2.0. The Federal Capital Territory (FCT), Nigeria is a creation of law and operates under specific legal frameworks, which also outline the duties and functions of the Minister of the FCT and the constitutional provisions governing the financial autonomy of the Judiciary. With the recent passage of Act No. 28 of 2023 and subsequently assented by Mr. President, even if Mr. Wike had built houses for judges before this Act was passed and signed with all the best of intention, can he or any other member of the executive arm of government, still undertake housing and other capital projects for Nigerian judiciary without the NJC? I do not think so.

3.0. There is no debate that Act No. 28 of 2023 amends the Nigerian Constitution to grant financial independence to the Judiciary. The question then arises whether the Minister of the Federal Capital Territory (FCT) has the legal stand to initiate projects, such as the construction of housing for Judges, that may potentially conflict with the constitutional autonomy granted to the Judiciary. In examining the legality of such actions of the Minister of the Federal Capital Territory, focus will be placed on the following aspects:

  1. The powers of the Minister of the FCT;
  2. The role of the Judiciary in the context of constitutional amendments;
  3. The allocation and control of funds meant for the Judiciary;
  4. The legal implications of the Minister’s decision.

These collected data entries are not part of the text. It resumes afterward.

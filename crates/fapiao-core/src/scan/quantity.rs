//! Quantity collection from invoice table rows.

use std::str::FromStr;

use rust_decimal::prelude::ToPrimitive;
use rust_decimal::Decimal;
use tracing::warn;

use crate::models::config::QuantityTrigger;

use super::rules::patterns::QUANTITY_ROW;

/// Collects quantities from table rows during a scan pass and derives
/// the quantity ratio after the pass completes.
#[derive(Debug)]
pub struct QuantityCollector {
    trigger: QuantityTrigger,
    quantities: Vec<Decimal>,
}

impl QuantityCollector {
    pub fn new(trigger: QuantityTrigger) -> Self {
        Self {
            trigger,
            quantities: Vec::new(),
        }
    }

    /// Inspect one trimmed line; collect its quantity if it is a
    /// quantity-bearing row. A malformed number is logged and skipped,
    /// never fatal.
    pub fn observe(&mut self, line: &str) {
        let triggered = match &self.trigger {
            QuantityTrigger::Marker => line.contains('*'),
            QuantityTrigger::CategoryToken(token) => line.contains(token.as_str()),
        };
        if !triggered {
            return;
        }

        if let Some(caps) = QUANTITY_ROW.captures(line) {
            let token = &caps[2];
            match Decimal::from_str(token) {
                Ok(quantity) => self.quantities.push(quantity),
                Err(_) => warn!(token, "unparseable quantity token, skipping row"),
            }
        }
    }

    /// `floor(min * 100)` over all collected quantities, formatted as
    /// an integer percentage. `None` if no row matched.
    pub fn finish(self) -> Option<String> {
        let min = self.quantities.into_iter().min()?;
        let scaled = (min * Decimal::ONE_HUNDRED).floor();
        scaled.to_i64().map(|pct| format!("{}%", pct))
    }
}

#[cfg(test)]
mod tests {
    use super::*;

    fn ratio(trigger: QuantityTrigger, lines: &[&str]) -> Option<String> {
        let mut collector = QuantityCollector::new(trigger);
        for line in lines {
            collector.observe(line);
        }
        collector.finish()
    }

    #[test]
    fn test_minimum_scaled_and_floored() {
        let result = ratio(
            QuantityTrigger::Marker,
            &["* 台 0.5 123.45 ", "* 台 0.8 67.8 "],
        );
        assert_eq!(result.as_deref(), Some("50%"));
    }

    #[test]
    fn test_fractional_minimum_truncates() {
        let result = ratio(QuantityTrigger::Marker, &["* 套 0.555 99.00 "]);
        assert_eq!(result.as_deref(), Some("55%"));
    }

    #[test]
    fn test_no_rows_yields_none() {
        let result = ratio(QuantityTrigger::Marker, &["普通行", "台 0.5 1.00 "]);
        assert!(result.is_none());
    }

    #[test]
    fn test_malformed_token_skipped() {
        let result = ratio(
            QuantityTrigger::Marker,
            &["* 台 1.2.3 50.00 ", "* 台 0.4 50.00 "],
        );
        assert_eq!(result.as_deref(), Some("40%"));
    }

    #[test]
    fn test_non_numeric_row_does_not_match() {
        let result = ratio(QuantityTrigger::Marker, &["* 台 abc ", "* 个 2.0 10.00 "]);
        assert_eq!(result.as_deref(), Some("200%"));
    }

    #[test]
    fn test_category_token_trigger() {
        let trigger = QuantityTrigger::CategoryToken("机床".to_string());
        let result = ratio(
            trigger,
            &["机床 配件 台 0.3 10.00 ", "* 台 0.1 10.00 "],
        );
        assert_eq!(result.as_deref(), Some("30%"));
    }
}
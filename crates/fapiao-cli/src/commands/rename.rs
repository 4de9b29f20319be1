//! Rename command - batch rename invoice PDFs in place.

use std::fs;
use std::path::PathBuf;
use std::time::Instant;

use clap::Args;
use console::style;
use glob::glob;
use indicatif::{ProgressBar, ProgressStyle};
use tracing::{debug, warn};

use fapiao_core::models::config::FapiaoConfig;
use fapiao_core::models::record::InvoiceRecord;
use fapiao_core::naming::{build_file_name, rename_in_place};
use fapiao_core::pdf::{PdfTextExtractor, TextSource};
use fapiao_core::scan::InvoiceScanner;

/// Arguments for the rename command.
#[derive(Args)]
pub struct RenameArgs {
    /// Input files or glob patterns
    #[arg(required = true)]
    inputs: Vec<String>,

    /// Show the planned names without renaming anything
    #[arg(long)]
    dry_run: bool,

    /// Write a per-file summary CSV to this path
    #[arg(long)]
    summary: Option<PathBuf>,
}

/// Outcome of processing a single file.
struct RenameResult {
    path: PathBuf,
    record: Option<InvoiceRecord>,
    new_name: Option<String>,
    error: Option<String>,
}

pub async fn run(args: RenameArgs, config_path: Option<&str>) -> anyhow::Result<()> {
    let start = Instant::now();
    let config = super::load_config(config_path)?;

    let files = collect_files(&args.inputs)?;
    if files.is_empty() {
        anyhow::bail!("No matching PDF files found");
    }

    println!(
        "{} Found {} files to process",
        style("ℹ").blue(),
        files.len()
    );

    let pb = ProgressBar::new(files.len() as u64);
    pb.set_style(
        ProgressStyle::default_bar()
            .template("{spinner:.green} [{elapsed_precise}] [{bar:40.cyan/blue}] {pos}/{len} files")
            .unwrap()
            .progress_chars("=>-"),
    );

    let scanner = InvoiceScanner::with_config(config.scan.clone());

    // One bad document never stops the batch: every failure is
    // recorded per file and reported at the end.
    let mut results = Vec::with_capacity(files.len());
    for path in files {
        results.push(process_file(&path, &scanner, &config, args.dry_run));
        pb.inc(1);
    }
    pb.finish_with_message("Complete");

    let renamed: Vec<_> = results.iter().filter(|r| r.error.is_none()).collect();
    let failed: Vec<_> = results.iter().filter(|r| r.error.is_some()).collect();

    if args.dry_run {
        println!();
        for result in &renamed {
            println!(
                "  {} -> {}",
                result.path.display(),
                result.new_name.as_deref().unwrap_or("?")
            );
        }
    }

    if let Some(summary_path) = &args.summary {
        write_summary(summary_path, &results)?;
        println!(
            "{} Summary written to {}",
            style("✓").green(),
            summary_path.display()
        );
    }

    println!();
    println!(
        "{} Processed {} files in {:?}",
        style("✓").green(),
        results.len(),
        start.elapsed()
    );
    println!(
        "   {} renamed, {} failed",
        style(renamed.len()).green(),
        style(failed.len()).red()
    );

    if !failed.is_empty() {
        println!();
        println!("{}", style("Failed files:").red());
        for result in &failed {
            println!(
                "  - {}: {}",
                result.path.display(),
                result.error.as_deref().unwrap_or("unknown error")
            );
        }
    }

    Ok(())
}

/// Expand glob patterns and keep only PDF paths.
fn collect_files(inputs: &[String]) -> anyhow::Result<Vec<PathBuf>> {
    let mut files = Vec::new();
    for input in inputs {
        for entry in glob(input)? {
            match entry {
                Ok(path) => {
                    let ext = path.extension().and_then(|e| e.to_str()).unwrap_or("");
                    if ext.eq_ignore_ascii_case("pdf") {
                        files.push(path);
                    }
                }
                Err(e) => warn!("Skipping unreadable path: {}", e),
            }
        }
    }
    files.sort();
    files.dedup();
    Ok(files)
}

fn process_file(
    path: &PathBuf,
    scanner: &InvoiceScanner,
    config: &FapiaoConfig,
    dry_run: bool,
) -> RenameResult {
    match scan_and_rename(path, scanner, config, dry_run) {
        Ok((record, new_name)) => RenameResult {
            path: path.clone(),
            record: Some(record),
            new_name: Some(new_name),
            error: None,
        },
        Err(e) => RenameResult {
            path: path.clone(),
            record: None,
            new_name: None,
            error: Some(e.to_string()),
        },
    }
}

fn scan_and_rename(
    path: &PathBuf,
    scanner: &InvoiceScanner,
    config: &FapiaoConfig,
    dry_run: bool,
) -> anyhow::Result<(InvoiceRecord, String)> {
    let data = fs::read(path)?;
    let mut extractor = PdfTextExtractor::new();
    extractor.load(&data)?;

    let lines = extractor.extract_lines()?;
    debug!("Extracted {} lines from {}", lines.len(), path.display());

    let record = scanner.scan(&lines);
    if record.is_empty() {
        warn!("No fields extracted from {}", path.display());
    }

    let new_name = build_file_name(&record, &config.naming);
    if !dry_run {
        rename_in_place(path, &new_name)?;
    }
    Ok((record, new_name))
}

fn write_summary(path: &PathBuf, results: &[RenameResult]) -> anyhow::Result<()> {
    let mut wtr = csv::Writer::from_path(path)?;

    wtr.write_record([
        "filename",
        "status",
        "new_name",
        "contract_number",
        "invoice_number",
        "seller_name",
        "project_name",
        "invoice_amount",
        "issue_date",
        "quantity_ratio",
        "error",
    ])?;

    for result in results {
        let filename = result
            .path
            .file_name()
            .and_then(|s| s.to_str())
            .unwrap_or("");

        if let Some(record) = &result.record {
            wtr.write_record([
                filename,
                "success",
                result.new_name.as_deref().unwrap_or(""),
                record.contract_number.as_deref().unwrap_or(""),
                record.invoice_number.as_deref().unwrap_or(""),
                record.seller_name.as_deref().unwrap_or(""),
                record.project_name.as_deref().unwrap_or(""),
                record.invoice_amount.as_deref().unwrap_or(""),
                record.issue_date.as_deref().unwrap_or(""),
                record.quantity_ratio.as_deref().unwrap_or(""),
                "",
            ])?;
        } else {
            wtr.write_record([
                filename,
                "error",
                "",
                "",
                "",
                "",
                "",
                "",
                "",
                "",
                result.error.as_deref().unwrap_or(""),
            ])?;
        }
    }

    wtr.flush()?;
    Ok(())
}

POTENTIAL CONFLICTS OF INTEREST AND THE APPEARANCE OF IMPROPRIETY: THE POWERS AND DUTIES OF THE MINISTER OF THE FEDERAL CAPITAL TERRITORY

ROLE AND POWERS OF THE MINISTER OF THE FCT:

4.0. The Minister of the FCT has significant powers regarding land management, urban planning, and development within Abuja, as outlined in various statutes, such as the Federal Capital Territory Act, Cap. F6, LFN 2004, the Urban and Regional Planning Act, Cap. 136, LFN 2004, and the Land Use Act. However, these powers are not without limitations, especially when they intersect with other constitutional provisions, particularly those that protect the Judiciary’s autonomy. Section 302 of the Constitution of the Federal Republic of Nigeria, 1999 (as amended) provides:

“The President may in the exercise of the powers conferred upon him by Section 147 of this constitution, appoint for the Federal Capital Territory, Abuja a minister who shall exercise such powers and perform such functions as may be delegated to him by the president, from time to time.”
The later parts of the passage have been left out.